UPDATED: Scott Johnson taps one of his readers to be a new feature post — claiming that Rev. Jackson was [somehow] a horrible man, because he didn’t walk a picket line for the full eight hours(?!) — in San Diego in the later 1990s. Damn.
Our “reader/reporter” claims that because he didn’t have “mommy & daddy’s money” he had to make due on union strike stipends — and so, had to borrow from a roommate to feed himself until the strike ended (and — horror of horrors! he had to punch a clock on the picket line each day!). It galled him that the Reverend (a senior citizen!) didn’t stay with them all eight hours in the hot San Diego sun. Wow. That’s… it?!? [I too paid my own way (every penny) since I was 17 from a large mining family in the mountains — through undergrad, and law school — every single expense — food, light, rent, tuition and books — no car; all by working in a [non-union] hard rock mine, taking student loans and going to less expensive schools — in those summers.]
And so…. this (regrettably) forces me to tell of my not-at-all similar encounters — this being the first of many with Rev. Jackson, over the decades. I was a young law student, and had been staffing a Pro Bono clinic at Cabrini Green on Saturdays, all fall [a now bulldozed high density public housing project very near the law school]. Early Thanksgiving morning that year, on a frigid Chicago gray day, we clinic members, with the funds / backing of our Jesuit law school, were putting on a mass turkey dinner / feeding line — in the main courtyard. Hundreds of families were waiting patiently and politely, some singing gospel music, in line. Others had boom boxes playing Sugar Hill. Rev.
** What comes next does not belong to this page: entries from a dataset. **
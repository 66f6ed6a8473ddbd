//! Admission gate: turns a generation attempt's quality signals and
//! confidence into accept / hold-for-review / reject.
//!
//! Rules are evaluated in priority order, first match wins. The three hard
//! disqualifiers come first and dominate any confidence, including 100.

use std::fmt;

use serde::Serialize;

use presswheel_common::QualityChecks;

pub const HIGH_QUALITY_CONFIDENCE: u8 = 90;
pub const ACCEPTABLE_CONFIDENCE: u8 = 80;
pub const REVIEW_CONFIDENCE: u8 = 70;

#[derive(Debug, Clone, Copy, PartialEq, Eq, Serialize)]
#[serde(rename_all = "snake_case")]
pub enum Verdict {
    Accept,
    /// Soft reject: close enough that a human might publish it.
    Review,
    Reject,
}

#[derive(Debug, Clone, Copy, PartialEq, Eq, Serialize)]
#[serde(rename_all = "snake_case")]
pub enum GateReason {
    NoSources,
    BannedContent,
    UnverifiedClaims,
    HighQuality,
    AcceptableQuality,
    NeedsManualReview,
    ConfidenceTooLow,
}

impl fmt::Display for GateReason {
    fn fmt(&self, f: &mut fmt::Formatter<'_>) -> fmt::Result {
        match self {
            Self::NoSources => write!(f, "no sources"),
            Self::BannedContent => write!(f, "banned content"),
            Self::UnverifiedClaims => write!(f, "unverified claims"),
            Self::HighQuality => write!(f, "high quality"),
            Self::AcceptableQuality => write!(f, "acceptable quality"),
            Self::NeedsManualReview => write!(f, "needs manual review"),
            Self::ConfidenceTooLow => write!(f, "confidence too low"),
        }
    }
}

#[derive(Debug, Clone, Copy, PartialEq, Eq, Serialize)]
pub struct GateOutcome {
    pub verdict: Verdict,
    pub reason: GateReason,
}

impl GateOutcome {
    fn new(verdict: Verdict, reason: GateReason) -> Self {
        Self { verdict, reason }
    }

    pub fn is_accept(&self) -> bool {
        self.verdict == Verdict::Accept
    }

    /// Rules 1-3: disqualified regardless of confidence.
    pub fn is_hard_reject(&self) -> bool {
        matches!(
            self.reason,
            GateReason::NoSources | GateReason::BannedContent | GateReason::UnverifiedClaims
        )
    }
}

/// Total over every input; never fails.
pub fn evaluate(checks: &QualityChecks, confidence: u8) -> GateOutcome {
    use GateReason::*;
    use Verdict::*;

    if !checks.has_sources {
        GateOutcome::new(Reject, NoSources)
    } else if checks.has_banned_words {
        GateOutcome::new(Reject, BannedContent)
    } else if checks.has_unverified_claims {
        GateOutcome::new(Reject, UnverifiedClaims)
    } else if confidence >= HIGH_QUALITY_CONFIDENCE && checks.has_data && checks.structure_valid {
        GateOutcome::new(Accept, HighQuality)
    } else if confidence >= ACCEPTABLE_CONFIDENCE && checks.has_data {
        GateOutcome::new(Accept, AcceptableQuality)
    } else if confidence >= REVIEW_CONFIDENCE {
        GateOutcome::new(Review, NeedsManualReview)
    } else {
        GateOutcome::new(Reject, ConfidenceTooLow)
    }
}
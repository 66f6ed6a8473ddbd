use std::time::Duration;

use anyhow::{anyhow, Result};
use async_trait::async_trait;
use reqwest::header::{HeaderMap, HeaderValue, AUTHORIZATION, CONTENT_TYPE};
use serde::Serialize;
use tracing::debug;

use presswheel_common::{ClusterData, GeneratedArtifact};

use crate::traits::ArticleGenerator;

const DEFAULT_TIMEOUT: Duration = Duration::from_secs(120);

/// Generation collaborator reached over HTTP.
///
/// POSTs `{brand, cluster}` as JSON and expects a `GeneratedArtifact` back.
/// Retries, if any, are the endpoint's business.
pub struct HttpGenerator {
    url: String,
    token: Option<String>,
    http: reqwest::Client,
}

#[derive(Serialize)]
struct GenerateRequest<'a> {
    brand: &'a str,
    cluster: &'a ClusterData,
}

impl HttpGenerator {
    pub fn new(url: &str, token: Option<String>) -> Result<Self> {
        let http = reqwest::Client::builder().timeout(DEFAULT_TIMEOUT).build()?;
        Ok(Self {
            url: url.to_string(),
            token,
            http,
        })
    }

    fn headers(&self) -> Result<HeaderMap> {
        let mut headers = HeaderMap::new();
        headers.insert(CONTENT_TYPE, HeaderValue::from_static("application/json"));
        if let Some(token) = &self.token {
            headers.insert(AUTHORIZATION, HeaderValue::from_str(&format!("Bearer {token}"))?);
        }
        Ok(headers)
    }
}

#[async_trait]
impl ArticleGenerator for HttpGenerator {
    async fn generate(&self, brand: &str, cluster: &ClusterData) -> Result<GeneratedArtifact> {
        debug!(brand, headline = cluster.headline(), "Generation request");

        let response = self
            .http
            .post(&self.url)
            .headers(self.headers()?)
            .json(&GenerateRequest { brand, cluster })
            .send()
            .await?;

        if !response.status().is_success() {
            let status = response.status();
            let error_text = response.text().await?;
            return Err(anyhow!("Generator error ({}): {}", status, error_text));
        }

        Ok(response.json().await?)
    }
}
Jackson arrived by 8 am, sharp — while we were still finishing set up — but he pitched right in, and stayed serving his fellow humans’ needs — until the food was gone — well after 3 pm. The winds were howling by then — but he stayed, already a senior citizen. Shivering — but he stayed.
Over the coming decades, we hosted him at the ’34 Act company I was Chief Counsel for, and later at our AM 100 law firms, where I was an equity partner. Always gracious — but unafraid to speak truth to power. Always. End, updated portion.
So Mirengoff, a privileged white kid from Baltimore (elite private high school education; Dartmouth undergrad and Stanford Law — white shoe law firm life for his entire career) purports to tell a black kid from Greenville, SC (who goes on to co-lead a US nation-changing civil rights movement, for millions and millions of humans) — circa 1954… how he should “mind that these are… his betters” — and be the “bigger, more noble” person. Damn. This is some deep BS:
…[Rev. Jackson had once said he spat in the food of the all white patrons, when he was a server at a SC country club, in his high school years. To which, Paul burps:] Had I been a black kid raised in South Carolina during the oppressive 1950s, I might well have been bitter enough to have done the same thing.
But this is not the behavior one would hope for in a future leader of a great moral movement. It’s almost certainly not something Martin Luther King Jr. ever did….
Gosh — he’s a full blown reincarnation of Jack Handey. Actually, that SNL character was far more profound.
Out — what a putz. All of this while Paul spent his career trying to limit the EEO rights of people of color — and women — in the US — as a lawyer for the richest one-tenth of 1%-ers out there. Damn.